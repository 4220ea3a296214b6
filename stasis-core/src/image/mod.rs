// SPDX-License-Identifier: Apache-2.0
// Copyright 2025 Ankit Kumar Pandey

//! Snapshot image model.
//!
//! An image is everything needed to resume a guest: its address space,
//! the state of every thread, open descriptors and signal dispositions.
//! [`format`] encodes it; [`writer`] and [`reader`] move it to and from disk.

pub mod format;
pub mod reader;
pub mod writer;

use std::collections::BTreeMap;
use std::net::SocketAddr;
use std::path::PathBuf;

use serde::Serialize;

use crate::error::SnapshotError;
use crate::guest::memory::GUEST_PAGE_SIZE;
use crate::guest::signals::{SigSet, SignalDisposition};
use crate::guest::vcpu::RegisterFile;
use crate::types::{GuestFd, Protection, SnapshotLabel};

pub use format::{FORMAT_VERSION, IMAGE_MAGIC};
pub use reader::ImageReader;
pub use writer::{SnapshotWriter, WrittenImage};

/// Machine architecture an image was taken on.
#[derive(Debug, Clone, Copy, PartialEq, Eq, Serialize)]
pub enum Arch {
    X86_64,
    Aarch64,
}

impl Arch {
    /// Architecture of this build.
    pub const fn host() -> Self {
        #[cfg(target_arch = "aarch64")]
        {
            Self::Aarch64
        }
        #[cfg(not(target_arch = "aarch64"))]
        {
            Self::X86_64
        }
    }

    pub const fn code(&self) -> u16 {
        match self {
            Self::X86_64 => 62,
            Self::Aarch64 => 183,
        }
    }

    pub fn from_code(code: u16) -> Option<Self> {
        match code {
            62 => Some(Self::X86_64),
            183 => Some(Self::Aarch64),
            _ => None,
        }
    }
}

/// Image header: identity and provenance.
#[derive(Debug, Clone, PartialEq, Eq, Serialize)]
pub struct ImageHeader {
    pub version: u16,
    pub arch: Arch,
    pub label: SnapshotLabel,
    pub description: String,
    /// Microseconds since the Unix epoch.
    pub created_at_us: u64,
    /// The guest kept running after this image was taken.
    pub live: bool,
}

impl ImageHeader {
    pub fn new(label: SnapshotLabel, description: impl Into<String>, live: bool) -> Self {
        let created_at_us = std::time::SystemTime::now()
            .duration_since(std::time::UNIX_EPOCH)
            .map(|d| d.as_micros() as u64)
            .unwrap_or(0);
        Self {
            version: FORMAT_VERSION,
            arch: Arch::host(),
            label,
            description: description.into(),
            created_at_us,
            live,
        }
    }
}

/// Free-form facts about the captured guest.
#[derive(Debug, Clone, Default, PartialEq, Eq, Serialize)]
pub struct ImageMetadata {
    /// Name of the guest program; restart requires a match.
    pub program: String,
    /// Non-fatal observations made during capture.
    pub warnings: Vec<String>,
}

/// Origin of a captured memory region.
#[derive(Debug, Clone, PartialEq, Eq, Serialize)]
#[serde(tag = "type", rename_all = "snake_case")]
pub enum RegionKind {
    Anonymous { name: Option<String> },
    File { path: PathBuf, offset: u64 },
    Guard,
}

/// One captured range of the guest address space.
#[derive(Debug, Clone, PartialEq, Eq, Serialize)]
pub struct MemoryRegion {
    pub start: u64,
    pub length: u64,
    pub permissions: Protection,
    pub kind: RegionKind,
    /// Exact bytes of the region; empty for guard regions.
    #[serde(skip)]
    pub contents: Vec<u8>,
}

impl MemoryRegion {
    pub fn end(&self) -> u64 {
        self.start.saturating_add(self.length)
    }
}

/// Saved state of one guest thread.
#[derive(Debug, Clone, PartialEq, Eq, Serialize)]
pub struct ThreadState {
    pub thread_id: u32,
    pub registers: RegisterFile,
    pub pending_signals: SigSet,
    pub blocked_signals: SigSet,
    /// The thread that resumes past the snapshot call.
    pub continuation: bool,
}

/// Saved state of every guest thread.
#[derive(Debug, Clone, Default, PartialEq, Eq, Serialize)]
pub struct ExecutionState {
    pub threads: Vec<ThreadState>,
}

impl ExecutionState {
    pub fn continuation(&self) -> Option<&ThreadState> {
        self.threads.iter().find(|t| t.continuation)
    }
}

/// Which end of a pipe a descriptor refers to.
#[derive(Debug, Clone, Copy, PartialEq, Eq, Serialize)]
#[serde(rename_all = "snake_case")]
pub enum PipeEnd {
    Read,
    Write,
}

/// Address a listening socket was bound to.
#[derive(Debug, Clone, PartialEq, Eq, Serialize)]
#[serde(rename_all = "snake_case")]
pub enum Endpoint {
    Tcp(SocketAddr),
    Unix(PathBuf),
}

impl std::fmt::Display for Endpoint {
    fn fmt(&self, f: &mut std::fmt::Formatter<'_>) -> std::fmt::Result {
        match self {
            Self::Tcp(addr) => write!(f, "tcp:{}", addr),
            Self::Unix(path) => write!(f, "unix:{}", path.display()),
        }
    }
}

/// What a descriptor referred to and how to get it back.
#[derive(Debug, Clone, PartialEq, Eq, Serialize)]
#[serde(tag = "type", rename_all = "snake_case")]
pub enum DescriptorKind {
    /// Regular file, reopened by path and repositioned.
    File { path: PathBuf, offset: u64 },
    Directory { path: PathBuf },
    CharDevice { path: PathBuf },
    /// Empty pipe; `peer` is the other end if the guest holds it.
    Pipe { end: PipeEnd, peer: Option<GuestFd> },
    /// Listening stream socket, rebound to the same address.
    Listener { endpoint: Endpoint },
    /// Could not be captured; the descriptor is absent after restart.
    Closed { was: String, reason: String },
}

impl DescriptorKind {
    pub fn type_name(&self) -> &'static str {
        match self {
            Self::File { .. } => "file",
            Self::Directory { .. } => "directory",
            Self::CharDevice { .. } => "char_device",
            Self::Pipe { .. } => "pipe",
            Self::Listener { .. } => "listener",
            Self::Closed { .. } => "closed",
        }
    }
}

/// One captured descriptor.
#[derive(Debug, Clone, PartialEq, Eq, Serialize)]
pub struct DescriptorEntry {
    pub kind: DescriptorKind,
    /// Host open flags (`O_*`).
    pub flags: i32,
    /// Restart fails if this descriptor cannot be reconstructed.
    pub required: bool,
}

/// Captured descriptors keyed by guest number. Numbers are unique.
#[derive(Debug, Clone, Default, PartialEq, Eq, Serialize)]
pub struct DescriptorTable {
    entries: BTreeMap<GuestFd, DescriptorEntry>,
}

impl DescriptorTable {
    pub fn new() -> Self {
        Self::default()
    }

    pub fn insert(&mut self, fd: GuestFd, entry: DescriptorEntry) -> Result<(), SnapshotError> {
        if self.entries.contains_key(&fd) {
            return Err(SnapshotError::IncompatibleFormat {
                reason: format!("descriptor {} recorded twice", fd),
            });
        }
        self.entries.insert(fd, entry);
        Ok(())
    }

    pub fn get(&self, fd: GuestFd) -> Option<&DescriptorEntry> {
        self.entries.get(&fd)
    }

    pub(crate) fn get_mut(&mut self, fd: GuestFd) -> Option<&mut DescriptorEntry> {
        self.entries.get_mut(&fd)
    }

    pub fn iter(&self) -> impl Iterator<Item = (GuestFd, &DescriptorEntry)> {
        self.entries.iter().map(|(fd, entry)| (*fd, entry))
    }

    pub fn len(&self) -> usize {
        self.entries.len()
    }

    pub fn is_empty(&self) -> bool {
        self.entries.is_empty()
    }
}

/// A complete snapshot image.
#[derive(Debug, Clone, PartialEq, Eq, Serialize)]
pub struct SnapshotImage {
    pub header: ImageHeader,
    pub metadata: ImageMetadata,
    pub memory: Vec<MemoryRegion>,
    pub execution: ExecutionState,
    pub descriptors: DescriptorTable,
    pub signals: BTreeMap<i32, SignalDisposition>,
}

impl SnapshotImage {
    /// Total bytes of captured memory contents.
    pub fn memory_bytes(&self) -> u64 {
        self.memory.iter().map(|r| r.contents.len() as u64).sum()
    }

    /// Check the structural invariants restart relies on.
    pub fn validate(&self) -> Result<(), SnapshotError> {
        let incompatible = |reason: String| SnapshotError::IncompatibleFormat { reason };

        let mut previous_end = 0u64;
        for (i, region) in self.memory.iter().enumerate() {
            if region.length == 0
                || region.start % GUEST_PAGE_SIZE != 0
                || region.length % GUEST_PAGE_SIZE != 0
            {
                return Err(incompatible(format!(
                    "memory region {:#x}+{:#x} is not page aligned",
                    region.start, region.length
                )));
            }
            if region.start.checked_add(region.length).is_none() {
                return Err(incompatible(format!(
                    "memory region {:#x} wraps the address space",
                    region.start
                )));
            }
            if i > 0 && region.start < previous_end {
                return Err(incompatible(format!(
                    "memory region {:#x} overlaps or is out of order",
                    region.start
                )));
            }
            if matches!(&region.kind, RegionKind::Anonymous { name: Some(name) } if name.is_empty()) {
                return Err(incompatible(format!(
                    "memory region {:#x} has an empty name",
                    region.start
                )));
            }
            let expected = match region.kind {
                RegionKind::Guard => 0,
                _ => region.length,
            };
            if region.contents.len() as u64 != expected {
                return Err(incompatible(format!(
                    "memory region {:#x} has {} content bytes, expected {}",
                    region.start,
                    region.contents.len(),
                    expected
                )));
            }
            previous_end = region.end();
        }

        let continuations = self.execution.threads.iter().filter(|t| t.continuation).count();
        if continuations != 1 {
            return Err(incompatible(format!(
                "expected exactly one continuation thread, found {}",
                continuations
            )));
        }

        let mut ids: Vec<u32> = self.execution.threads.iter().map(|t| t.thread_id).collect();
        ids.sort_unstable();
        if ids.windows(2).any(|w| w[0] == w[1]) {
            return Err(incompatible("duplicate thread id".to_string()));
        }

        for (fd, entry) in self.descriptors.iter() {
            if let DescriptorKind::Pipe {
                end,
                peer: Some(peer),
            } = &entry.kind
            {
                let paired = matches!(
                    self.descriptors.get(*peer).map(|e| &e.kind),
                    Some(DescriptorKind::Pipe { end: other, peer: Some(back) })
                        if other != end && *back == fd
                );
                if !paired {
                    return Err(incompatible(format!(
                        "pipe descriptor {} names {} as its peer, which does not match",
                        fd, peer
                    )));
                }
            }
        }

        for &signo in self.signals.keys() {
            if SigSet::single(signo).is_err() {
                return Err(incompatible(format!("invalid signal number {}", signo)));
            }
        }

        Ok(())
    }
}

__________________________________________________

### Task item
Lines from the top of the entries through the line with "use crate::guest::memory::GUEST_PAGE_SIZE;" are to be transcribed exactly, and nothing more.

### Exercise result
repository 4220ea3a296214b6
filename stasis-core/src/image/mod.rs
// SPDX-License-Identifier: Apache-2.0
// Copyright 2025 Ankit Kumar Pandey

//! Snapshot image model.
//!
//! An image is everything needed to resume a guest: its address space,
//! the state of every thread, open descriptors and signal dispositions.
//! [`format`] encodes it; [`writer`] and [`reader`] move it to and from disk.

pub mod format;
pub mod reader;
pub mod writer;

use std::collections::BTreeMap;
use std::net::SocketAddr;
use std::path::PathBuf;

use serde::Serialize;

use crate::error::SnapshotError;
use crate::guest::memory::GUEST_PAGE_SIZE;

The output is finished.